MATERIALS PROVIDED:
use core::borrow::Borrow;
use core::fmt;

use log::debug;

use crate::error::{InvariantViolation, Result};
use crate::raw::RawBTree;

pub(crate) mod config;
mod traverse;

pub use config::{Config, DEFAULT_ORDER, DuplicatePolicy, MIN_ORDER};
pub use traverse::{NodeView, Traverse};

/// An ordered dictionary stored in a B-tree of configurable order.
///
/// A tree of order `m` keeps at most `m - 1` entries and `m` children in each
/// node, and every node other than the root at least `ceil(m / 2) - 1`
/// entries. Entries live in internal nodes as well as leaves, and all leaves
/// sit at the same depth, so lookups, inserts and removals touch
/// O(log<sub>m</sub> n) nodes.
///
/// Inserting a key that is already present follows the tree's
/// [`DuplicatePolicy`]; by default the stored entry is kept.
///
/// # Examples
///
/// ```
/// use lab_btree::BTree;
///
/// let mut tree = BTree::new(3)?;
/// for (key, value) in [(1, 5), (4, 7), (5, 43), (-43, 3), (99, 2), (23, 7)] {
///     tree.insert(key, value);
/// }
///
/// assert_eq!(tree.find(&5), Some(&43));
/// assert_eq!(tree.find(&-1), None);
/// assert!(tree.is_valid(3));
///
/// assert_eq!(tree.remove(&4), Some(7));
/// assert_eq!(tree.find(&4), None);
/// assert_eq!(tree.len(), 5);
/// # Ok::<(), lab_btree::Error>(())
/// ```
pub struct BTree<K, V> {
    raw: RawBTree<K, V>,
    config: Config,
}

/// Outcome of [`BTree::insert`].
#[derive(Clone, Copy, Debug, Eq, PartialEq, Hash)]
pub enum Insertion<V> {
    /// The key was new and the entry was added.
    Inserted,
    /// The key was present and [`DuplicatePolicy::Ignore`] applied; holds the
    /// value that was offered and not stored.
    Ignored(V),
    /// The key was present and [`DuplicatePolicy::Replace`] applied; holds the
    /// value that was overwritten.
    Replaced(V),
}

impl<V> Insertion<V> {
    /// Returns true if a new entry was added.
    #[must_use]
    pub fn is_inserted(&self) -> bool {
        matches!(self, Insertion::Inserted)
    }
}

impl<K, V> BTree<K, V> {
    /// Creates an empty tree of the given order that ignores duplicate inserts.
    ///
    /// # Errors
    ///
    /// Returns [`Error::InvalidOrder`](crate::Error::InvalidOrder) if `order` is
    /// below [`MIN_ORDER`].
    ///
    /// # Examples
    ///
    /// ```
    /// use lab_btree::{BTree, Error};
    ///
    /// assert!(BTree::<i32, i32>::new(3).is_ok());
    /// assert_eq!(BTree::<i32, i32>::new(2).err(), Some(Error::InvalidOrder(2)));
    /// ```
    pub fn new(order: usize) -> Result<Self> {
        Ok(Self::with_config(Config::new(order)?))
    }

    /// Creates an empty tree from a validated [`Config`].
    #[must_use]
    pub fn with_config(config: Config) -> Self {
        BTree {
            raw: RawBTree::new(config.order()),
            config,
        }
    }

    #[must_use]
    pub fn config(&self) -> &Config {
        &self.config
    }

    /// Returns the order: the maximum number of children of a node.
    #[must_use]
    pub fn order(&self) -> usize {
        self.raw.order()
    }

    /// Returns the number of entries in the tree.
    #[must_use]
    pub fn len(&self) -> usize {
        self.raw.len()
    }

    #[must_use]
    pub fn is_empty(&self) -> bool {
        self.raw.is_empty()
    }

    /// Returns the number of levels, zero for an empty tree.
    ///
    /// # Examples
    ///
    /// ```
    /// use lab_btree::BTree;
    ///
    /// let mut tree = BTree::new(3)?;
    /// assert_eq!(tree.height(), 0);
    /// tree.extend([(1, ()), (2, ())]);
    /// assert_eq!(tree.height(), 1);
    /// tree.insert(3, ());
    /// assert_eq!(tree.height(), 2);
    /// # Ok::<(), lab_btree::Error>(())
    /// ```
    #[must_use]
    pub fn height(&self) -> usize {
        self.raw.height()
    }

    /// Removes every entry, keeping the configuration.
    pub fn clear(&mut self) {
        debug!("clearing tree of {} entries", self.raw.len());
        self.raw.clear();
    }

    /// Walks the nodes in level order for printing or inspection.
    ///
    /// The walk borrows the tree and never changes it; call `traverse` again to
    /// start over.
    ///
    /// # Examples
    ///
    /// ```
    /// use lab_btree::BTree;
    ///
    /// let tree: BTree<i32, char> = [(5, 'a'), (8, 'b'), (12, 'c')].into_iter().collect();
    /// let levels: Vec<(usize, Vec<i32>)> = tree.traverse().map(|node| (node.depth(), node.keys().to_vec())).collect();
    /// assert_eq!(levels, vec![(0, vec![5, 8, 12])]);
    /// ```
    #[must_use]
    pub fn traverse(&self) -> Traverse<'_, K, V> {
        Traverse::new(&self.raw)
    }
}

impl<K: Ord, V> BTree<K, V> {
    /// Returns a reference to the value stored under `key`.
    ///
    /// The key may be any borrowed form of the tree's key type, but the ordering
    /// on the borrowed form *must* match the ordering on the key type.
    ///
    /// # Examples
    ///
    /// ```
    /// use lab_btree::BTree;
    ///
    /// let mut tree = BTree::new(4)?;
    /// tree.insert(String::from("a"), 1);
    /// assert_eq!(tree.find("a"), Some(&1));
    /// assert_eq!(tree.find("b"), None);
    /// # Ok::<(), lab_btree::Error>(())
    /// ```
    pub fn find<Q>(&self, key: &Q) -> Option<&V>
    where
        K: Borrow<Q>,
        Q: ?Sized + Ord,
    {
        self.raw.get(key)
    }

    /// Returns a mutable reference to the value stored under `key`.
    pub fn find_mut<Q>(&mut self, key: &Q) -> Option<&mut V>
    where
        K: Borrow<Q>,
        Q: ?Sized + Ord,
    {
        self.raw.get_mut(key)
    }

    /// Returns true if the tree holds `key`.
    pub fn contains_key<Q>(&self, key: &Q) -> bool
    where
        K: Borrow<Q>,
        Q: ?Sized + Ord,
    {
        self.raw.search(key).is_some()
    }

    /// Inserts an entry.
    ///
    /// If the key is already present the tree's [`DuplicatePolicy`] decides
    /// whether the stored value is kept or overwritten; the structure is left
    /// unchanged either way.
    ///
    /// # Examples
    ///
    /// ```
    /// use lab_btree::{BTree, Config, DuplicatePolicy, Insertion};
    ///
    /// let mut tree = BTree::new(3)?;
    /// assert_eq!(tree.insert(1, "a"), Insertion::Inserted);
    /// assert_eq!(tree.insert(1, "b"), Insertion::Ignored("b"));
    /// assert_eq!(tree.find(&1), Some(&"a"));
    ///
    /// let mut tree = BTree::with_config(Config::new(3)?.with_duplicates(DuplicatePolicy::Replace));
    /// tree.insert(1, "a");
    /// assert_eq!(tree.insert(1, "b"), Insertion::Replaced("a"));
    /// assert_eq!(tree.find(&1), Some(&"b"));
    /// # Ok::<(), lab_btree::Error>(())
    /// ```
    pub fn insert(&mut self, key: K, value: V) -> Insertion<V> {
        self.raw.insert(key, value, self.config.duplicates())
    }

    /// Removes `key`, returning its value. Does nothing if the key is absent.
    pub fn remove<Q>(&mut self, key: &Q) -> Option<V>
    where
        K: Borrow<Q>,
        Q: ?Sized + Ord,
    {
        self.raw.remove(key).map(|(_, value)| value)
    }

    /// Removes `key`, returning the stored key and value.
    pub fn remove_entry<Q>(&mut self, key: &Q) -> Option<(K, V)>
    where
        K: Borrow<Q>,
        Q: ?Sized + Ord,
    {
        self.raw.remove(key)
    }

    /// Returns true if the tree satisfies every B-tree invariant for a tree of
    /// the given order.
    ///
    /// Checks sorted keys, child counts, separator ordering, occupancy bounds,
    /// equal leaf depth and parent links. An empty tree is always valid.
    #[must_use]
    pub fn is_valid(&self, order: usize) -> bool {
        order >= MIN_ORDER && self.raw.validate(order).is_ok()
    }

    /// Checks the tree against its own order, naming the first broken invariant.
    ///
    /// # Errors
    ///
    /// Returns the [`InvariantViolation`] found, which indicates a bug in the
    /// tree.
    pub fn validate(&self) -> Result<(), InvariantViolation> {
        self.raw.validate(self.raw.order())
    }
}

impl<K: Clone, V: Clone> Clone for BTree<K, V> {
    fn clone(&self) -> Self {
        BTree {
            raw: self.raw.clone(),
            config: self.config,
        }
    }
}

impl<K, V> Default for BTree<K, V> {
    /// Creates an empty tree of order [`DEFAULT_ORDER`].
    fn default() -> Self {
        Self::with_config(Config::default())
    }
}

impl<K: fmt::Debug, V: fmt::Debug> fmt::Debug for BTree<K, V> {
    fn fmt(&self, f: &mut fmt::Formatter<'_>) -> fmt::Result {
        f.debug_struct("BTree")
            .field("config", &self.config)
            .field("len", &self.len())
            .field("nodes", &self.traverse())
            .finish()
    }
}

impl<K: Ord, V> Extend<(K, V)> for BTree<K, V> {
    fn extend<I: IntoIterator<Item = (K, V)>>(&mut self, iter: I) {
        for (key, value) in iter {
            self.insert(key, value);
        }
    }
}

impl<K: Ord, V> FromIterator<(K, V)> for BTree<K, V> {
    /// Builds a tree of order [`DEFAULT_ORDER`].
    fn from_iter<I: IntoIterator<Item = (K, V)>>(iter: I) -> Self {
        let mut tree = BTree::default();
        tree.extend(iter);
        tree
    }
}

#[cfg(test)]
#[cfg_attr(coverage_nightly, coverage(off))]
mod tests {
    use super::*;
    use alloc::format;
    use alloc::string::String;
    use alloc::vec::Vec;

    #[test]
    fn remove_on_empty_tree_is_noop() {
        let mut tree: BTree<i32, i32> = BTree::new(3).unwrap();
        assert_eq!(tree.remove(&1), None);
        assert!(tree.is_empty());
        assert!(tree.is_valid(3));
    }

    #[test]
    fn is_valid_rejects_orders_below_minimum() {
        let tree: BTree<i32, i32> = BTree::new(3).unwrap();
        assert!(!tree.is_valid(2));
        assert!(!tree.is_valid(0));
    }

    #[test]
    fn clear_keeps_configuration() {
        let config = Config::new(5).unwrap().with_duplicates(DuplicatePolicy::Replace);
        let mut tree = BTree::with_config(config);
        tree.extend((0..100).map(|key| (key, key)));
        tree.clear();

        assert!(tree.is_empty());
        assert_eq!(tree.height(), 0);
        assert_eq!(tree.config(), &config);
        assert_eq!(tree.validate(), Ok(()));

        tree.insert(1, 1);
        assert_eq!(tree.insert(1, 2), Insertion::Replaced(1));
    }

    #[test]
    fn clone_is_independent() {
        let mut tree: BTree<i32, String> = BTree::new(3).unwrap();
        tree.extend((0..20).map(|key| (key, format!("v{key}"))));
        let snapshot = tree.clone();

        for key in 0..10 {
            tree.remove(&key);
        }
        *tree.find_mut(&15).unwrap() = String::from("changed");

        assert_eq!(snapshot.len(), 20);
        assert_eq!(snapshot.find(&3).map(String::as_str), Some("v3"));
        assert_eq!(snapshot.find(&15).map(String::as_str), Some("v15"));
        assert_eq!(tree.find(&15).map(String::as_str), Some("changed"));
        assert_eq!(snapshot.validate(), Ok(()));
        assert_eq!(tree.validate(), Ok(()));
    }

    #[test]
    fn remove_entry_returns_stored_key() {
        let mut tree: BTree<String, u8> = BTree::new(4).unwrap();
        tree.insert(String::from("k"), 1);
        assert_eq!(tree.remove_entry("k"), Some((String::from("k"), 1)));
        assert!(!tree.contains_key("k"));
    }

    #[test]
    fn debug_lists_nodes() {
        let tree: BTree<i32, i32> = [(2, 20), (1, 10)].into_iter().collect();
        let rendered = format!("{tree:?}");
        assert!(rendered.starts_with("BTree { config: Config { order: 64"));
        assert!(rendered.contains("keys: [1, 2], values: [10, 20]"));
        let keys: Vec<i32> = tree.traverse().flat_map(|node| node.keys().to_vec()).collect();
        assert_eq!(keys, [1, 2]);
    }
}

WHAT YOU NEED TO DO:
The answer must be every line of the data that contains the word "already".

RESPONSE BOX:
/// Inserting a key that is already present follows the tree's
    /// If the key is already present the tree's [`DuplicatePolicy`] decides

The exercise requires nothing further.